» **TO DO**:
The answer is to be an exact copy of the lines below running from the line with "values: impl Iterator<Item" down to the line with "acc = acc.checked_add(*x).ok_or_else(||", both ends included, and nothing more.

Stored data
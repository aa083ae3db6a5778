//! Per-group reductions used by [`super::aggregate`].

use std::collections::HashSet;

use serde::Deserialize;

use crate::error::{ReconError, ReconResult};
use crate::types::{DataSet, DataType, Value};

/// Aggregation function applied to one metric column.
///
/// Names outside the known set deserialize to [`AggKind::Unrecognized`], which behaves as
/// [`AggKind::Sum`] (see [`AggKind::effective`]).
#[derive(Debug, Clone, Copy, PartialEq, Eq, Default, Deserialize)]
#[serde(rename_all = "lowercase")]
pub enum AggKind {
    /// Sum numeric values, ignoring nulls. An all-null group sums to zero.
    #[default]
    Sum,
    /// Count non-null values.
    Count,
    /// Minimum value, ignoring nulls.
    Min,
    /// Maximum value, ignoring nulls.
    Max,
    /// First non-null value in row order.
    First,
    /// Last non-null value in row order.
    Last,
    /// Number of distinct non-null values.
    Nunique,
    /// Any other name. Falls back to `Sum`.
    #[serde(other)]
    Unrecognized,
}

impl AggKind {
    /// The function actually applied.
    pub fn effective(self) -> Self {
        match self {
            Self::Unrecognized => Self::Sum,
            other => other,
        }
    }

    /// Output column type for an input column of type `input`.
    pub fn output_type(self, input: DataType) -> DataType {
        match self.effective() {
            Self::Count | Self::Nunique => DataType::Int64,
            Self::Sum if input == DataType::Bool => DataType::Int64,
            _ => input,
        }
    }
}

/// Reduce column `idx` over the rows listed in `rows`.
///
/// `column` is only used for error messages.
pub fn reduce_rows(
    dataset: &DataSet,
    rows: &[usize],
    idx: usize,
    column: &str,
    kind: AggKind,
) -> ReconResult<Value> {
    let data_type = dataset.schema.fields[idx].data_type;
    let values = rows
        .iter()
        .map(|&r| &dataset.rows[r][idx])
        .filter(|v| !v.is_null());

    match kind.effective() {
        AggKind::Count => Ok(Value::Int64(values.count() as i64)),
        AggKind::Nunique => {
            let distinct: HashSet<_> = values.map(Value::key).collect();
            Ok(Value::Int64(distinct.len() as i64))
        }
        AggKind::First => Ok(values.cloned().next().unwrap_or(Value::Null)),
        AggKind::Last => Ok(values.cloned().last().unwrap_or(Value::Null)),
        AggKind::Min => Ok(values
            .min_by(|a, b| a.total_cmp(b))
            .cloned()
            .unwrap_or(Value::Null)),
        AggKind::Max => Ok(values
            .max_by(|a, b| a.total_cmp(b))
            .cloned()
            .unwrap_or(Value::Null)),
        AggKind::Sum | AggKind::Unrecognized => sum_typed(values, data_type, column),
    }
}

fn sum_typed<'a>(
    values: impl Iterator<Item = &'a Value>,
    data_type: DataType,
    column: &str,
) -> ReconResult<Value> {
    match data_type {
        DataType::Int64 => {
            let mut acc = 0i64;
            for v in values {
                if let Value::Int64(x) = v {
                    acc = acc.checked_add(*x).ok_or_else(|| ReconError::Overflow {
                        column: column.to_owned(),
                    })?;
                }
            }
            Ok(Value::Int64(acc))
        }
        DataType::Float64 => Ok(Value::Float64(values.filter_map(Value::as_f64).sum())),
        DataType::Bool => Ok(Value::Int64(
            values.filter(|v| matches!(v, Value::Bool(true))).count() as i64,
        )),
        other => Err(ReconError::TypeMismatch {
            column: column.to_owned(),
            expected: "numeric or bool column for sum".to_string(),
            found: other.to_string(),
        }),
    }
}

#[cfg(test)]
mod tests {
    use super::{reduce_rows, AggKind};
    use crate::error::ReconError;
    use crate::types::{DataSet, DataType, Field, Schema, Value};

    fn numeric_dataset_with_nulls() -> DataSet {
        let schema = Schema::new(vec![
            Field::new("id", DataType::Int64),
            Field::new("score", DataType::Float64),
            Field::new("tag", DataType::Utf8),
        ]);

        let rows = vec![
            vec![Value::Int64(1), Value::Float64(10.0), Value::Utf8("x".into())],
            vec![Value::Int64(2), Value::Null, Value::Null],
            vec![Value::Int64(3), Value::Float64(5.5), Value::Utf8("y".into())],
            vec![Value::Int64(3), Value::Float64(5.5), Value::Utf8("x".into())],
        ];

        DataSet::new(schema, rows)
    }

    const ALL: [usize; 4] = [0, 1, 2, 3];

    #[test]
    fn sum_ignores_nulls_and_preserves_type() {
        let ds = numeric_dataset_with_nulls();
        assert_eq!(
            reduce_rows(&ds, &ALL, 1, "score", AggKind::Sum).unwrap(),
            Value::Float64(21.0)
        );
        assert_eq!(
            reduce_rows(&ds, &ALL, 0, "id", AggKind::Sum).unwrap(),
            Value::Int64(9)
        );
    }

    #[test]
    fn int_sum_overflow_is_an_error() {
        let schema = Schema::new(vec![Field::new("qty", DataType::Int64)]);
        let ds = DataSet::new(
            schema,
            vec![vec![Value::Int64(i64::MAX)], vec![Value::Int64(1)]],
        );
        let err = reduce_rows(&ds, &[0, 1], 0, "qty", AggKind::Sum).unwrap_err();
        assert!(matches!(err, ReconError::Overflow { ref column } if column == "qty"));
        assert_eq!(
            reduce_rows(&ds, &[0], 0, "qty", AggKind::Sum).unwrap(),
            Value::Int64(i64::MAX)
        );
    }

    #[test]
    fn sum_of_all_nulls_is_zero() {
        let ds = numeric_dataset_with_nulls();
        assert_eq!(
            reduce_rows(&ds, &[1], 1, "score", AggKind::Sum).unwrap(),
            Value::Float64(0.0)
        );
    }

    #[test]
    fn count_and_nunique_skip_nulls() {
        let ds = numeric_dataset_with_nulls();
        assert_eq!(
            reduce_rows(&ds, &ALL, 2, "tag", AggKind::Count).unwrap(),
            Value::Int64(3)
        );
        assert_eq!(
            reduce_rows(&ds, &ALL, 2, "tag", AggKind::Nunique).unwrap(),
            Value::Int64(2)
        );
        assert_eq!(
            reduce_rows(&ds, &ALL, 1, "score", AggKind::Nunique).unwrap(),
            Value::Int64(2)
        );
    }

    #[test]
    fn min_max_first_last_ignore_nulls() {
        let ds = numeric_dataset_with_nulls();
        assert_eq!(
            reduce_rows(&ds, &ALL, 1, "score", AggKind::Min).unwrap(),
            Value::Float64(5.5)
        );
        assert_eq!(
            reduce_rows(&ds, &ALL, 2, "tag", AggKind::Max).unwrap(),
            Value::Utf8("y".into())
        );
        assert_eq!(
            reduce_rows(&ds, &[1, 2], 2, "tag", AggKind::First).unwrap(),
            Value::Utf8("y".into())
        );
        assert_eq!(
            reduce_rows(&ds, &[0, 1], 2, "tag", AggKind::Last).unwrap(),
            Value::Utf8("x".into())
        );
        assert_eq!(
            reduce_rows(&ds, &[1], 1, "score", AggKind::Min).unwrap(),
            Value::Null
        );
    }

    #[test]
    fn unrecognized_kind_falls_back_to_sum() {
        let ds = numeric_dataset_with_nulls();
        assert_eq!(AggKind::Unrecognized.effective(), AggKind::Sum);
        assert_eq!(
            reduce_rows(&ds, &ALL, 1, "score", AggKind::Unrecognized).unwrap(),
            reduce_rows(&ds, &ALL, 1, "score", AggKind::Sum).unwrap()
        );
    }

    #[test]
    fn unknown_name_deserializes_to_unrecognized() {
        let kind: AggKind = serde_yaml::from_str("median").unwrap();
        assert_eq!(kind, AggKind::Unrecognized);
        let kind: AggKind = serde_yaml::from_str("nunique").unwrap();
        assert_eq!(kind, AggKind::Nunique);
    }

    #[test]
    fn sum_of_strings_is_a_type_mismatch() {
        let ds = numeric_dataset_with_nulls();
        let err = reduce_rows(&ds, &ALL, 2, "tag", AggKind::Sum).unwrap_err();
        assert!(err.to_string().contains("type mismatch in column 'tag'"));
    }
}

» **OUTPUT OF THE TASK**:
    values: impl Iterator<Item = &'a Value>,
    data_type: DataType,
    column: &str,
) -> ReconResult<Value> {
    match data_type {
        DataType::Int64 => {
            let mut acc = 0i64;
            for v in values {
                if let Value::Int64(x) = v {
                    acc = acc.checked_add(*x).ok_or_else(|| ReconError::Overflow {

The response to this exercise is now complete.